Insights on uranium removal by ion exchange columns: The deactivation mechanisms, and an overlooked biological pathway

[Display omitted] •A full-scale ion-exchange column treating real U-mine effluents was studied.•U removal by ion exchange columns was mostly attributed to SO42- co-ion effect.•Resin deactivation was resulted from the presence of deposits on the surface.•Microbial reduction of U(VI) to U(IV) was confirmed in the ion exchange column.•Biological U removal pathways were elucidated. Ion exchange (IX) is an attractive approach to extract uranium from wastewater, simultaneously reducing the negative environmental impact of uranium mining and recovering uranium resources. However, the IX process is limited by the deactivation of the resin, and the role played by microorganisms attached to the resin remains unknown.
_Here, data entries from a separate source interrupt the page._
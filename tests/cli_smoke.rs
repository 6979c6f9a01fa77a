#![allow(clippy::unwrap_used)]
//! CLI smoke tests.
//!
//! Every test points `XDG_CONFIG_HOME` at a temp directory and clears the
//! API key variables, so no test reads the user's config or hits the network.

use assert_cmd::Command;
use predicates::prelude::*;
use tempfile::TempDir;

#[allow(deprecated)]
fn deepyami(config_home: &TempDir) -> Command {
    let mut cmd = Command::cargo_bin("deepyami").unwrap();
    cmd.env("XDG_CONFIG_HOME", config_home.path())
        .env("NO_COLOR", "1")
        .env_remove("OPENAI_API_KEY")
        .env_remove("ANTHROPIC_API_KEY")
        .env_remove("GOOGLE_API_KEY")
        .env_remove("RUST_LOG");
    cmd
}

fn write_config(config_home: &TempDir, contents: &str) {
    let dir = config_home.path().join("deepyami");
    std::fs::create_dir_all(&dir).unwrap();
    std::fs::write(dir.join("config.toml"), contents).unwrap();
}

#[test]
fn test_help_displays_usage() {
    let home = TempDir::new().unwrap();
    deepyami(&home)
        .arg("--help")
        .assert()
        .success()
        .stdout(predicate::str::contains("Translate and proofread"))
        .stdout(predicate::str::contains("--to"))
        .stdout(predicate::str::contains("--style"))
        .stdout(predicate::str::contains("proofread"));
}

#[test]
fn test_version_displays_version() {
    let home = TempDir::new().unwrap();
    deepyami(&home)
        .arg("--version")
        .assert()
        .success()
        .stdout(predicate::str::contains(env!("CARGO_PKG_VERSION")));
}

#[test]
fn test_models_list() {
    let home = TempDir::new().unwrap();
    deepyami(&home)
        .arg("models")
        .assert()
        .success()
        .stdout(predicate::str::contains("gpt-mini"))
        .stdout(predicate::str::contains("claude-haiku"))
        .stdout(predicate::str::contains("gemini-flash"))
        .stdout(predicate::str::contains("OPENAI_API_KEY"));
}

#[test]
fn test_styles_list_marks_default() {
    let home = TempDir::new().unwrap();
    write_config(&home, "[deepyami]\nstyle = \"friend\"\n");
    deepyami(&home)
        .arg("styles")
        .assert()
        .success()
        .stdout(predicate::str::contains("business"))
        .stdout(predicate::str::contains("standard"))
        .stdout(predicate::str::contains("colleague"))
        .stdout(predicate::str::is_match(r"friend .*\(default\)").unwrap());
}

#[test]
fn test_languages_list() {
    let home = TempDir::new().unwrap();
    deepyami(&home)
        .arg("languages")
        .assert()
        .success()
        .stdout(predicate::str::contains("Japanese"))
        .stdout(predicate::str::contains("Chinese-Traditional"))
        .stdout(predicate::str::contains("zh-TW"));
}

#[test]
fn test_configure_show_masks_keys() {
    let home = TempDir::new().unwrap();
    write_config(
        &home,
        "[deepyami]\nmodel = \"claude\"\n\n[api_keys]\nanthropic = \"sk-ant-secret\"\n",
    );
    deepyami(&home)
        .args(["configure", "--show"])
        .assert()
        .success()
        .stdout(predicate::str::contains("claude"))
        .stdout(predicate::str::contains("(set)"))
        .stdout(predicate::str::contains("sk-ant-secret").not());
}

#[test]
fn test_translate_without_model_is_config_error() {
    let home = TempDir::new().unwrap();
    deepyami(&home)
        .write_stdin("こんにちは")
        .assert()
        .code(exitcode::CONFIG)
        .stderr(predicate::str::contains("no model selected"));
}

#[test]
fn test_translate_unsupported_model_is_config_error() {
    let home = TempDir::new().unwrap();
    deepyami(&home)
        .args(["--model", "gpt4"])
        .write_stdin("こんにちは")
        .assert()
        .code(exitcode::CONFIG)
        .stderr(predicate::str::contains("unsupported model type"));
}

#[test]
fn test_proofread_without_key_is_config_error() {
    let home = TempDir::new().unwrap();
    write_config(&home, "[deepyami]\nmodel = \"gemini\"\n");
    deepyami(&home)
        .arg("proofread")
        .write_stdin("Thanks for you help")
        .assert()
        .code(exitcode::CONFIG)
        .stderr(predicate::str::contains("GOOGLE_API_KEY"));
}

#[test]
fn test_unknown_style_is_usage_error() {
    let home = TempDir::new().unwrap();
    write_config(&home, "[deepyami]\nmodel = \"gpt\"\n\n[api_keys]\nopenai = \"sk-test\"\n");
    deepyami(&home)
        .args(["--style", "pirate"])
        .write_stdin("Hello")
        .assert()
        .code(exitcode::USAGE)
        .stderr(predicate::str::contains("Style 'pirate' not found"));
}

#[test]
fn test_legacy_model_is_migrated_on_load() {
    let home = TempDir::new().unwrap();
    write_config(&home, "[deepyami]\nmodel = \"gpt4\"\n");
    deepyami(&home).arg("models").assert().success();

    let saved = std::fs::read_to_string(home.path().join("deepyami").join("config.toml")).unwrap();
    assert!(saved.contains("model = \"gpt\""));
}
Here, we characterized the chemical and mineralogical compositions, microbial community structure, and network-related molecular mechanism of the uranium-bearing deposit on SBA exchange resin from a full-scale U mine seepage water treatment system. The uranium removal by the resin was attributed to the formation of binary anionic UO2(SO4)22− or UO2(SO4)34− complexes and their subsequent association with the resin. The deactivation of the resins might mainly result from the presence of deposits on the resin surface rather than the saturation of functional groups. Microbial reduction of U(VI) to U(IV) was confirmed in the deposit. The long-term operation acclimated functional microbial communities on the resin, such as Curvibacter sp., Acidovorax sp., and Herminiimonas sp. for uranium bioremediation, Methylotenera sp. for biofilm formation, and Polaromonas sp. and Hydrogenophaga sp. for autotrophic metabolism. Molecular ecological network analysis indicated the synthetic metabolisms among metal remediation bacteria and autotrophs might play major roles in microbial-mediated uranium removal. This study offers new insights into the application of the IX system for uranium-containing wastewater treatment.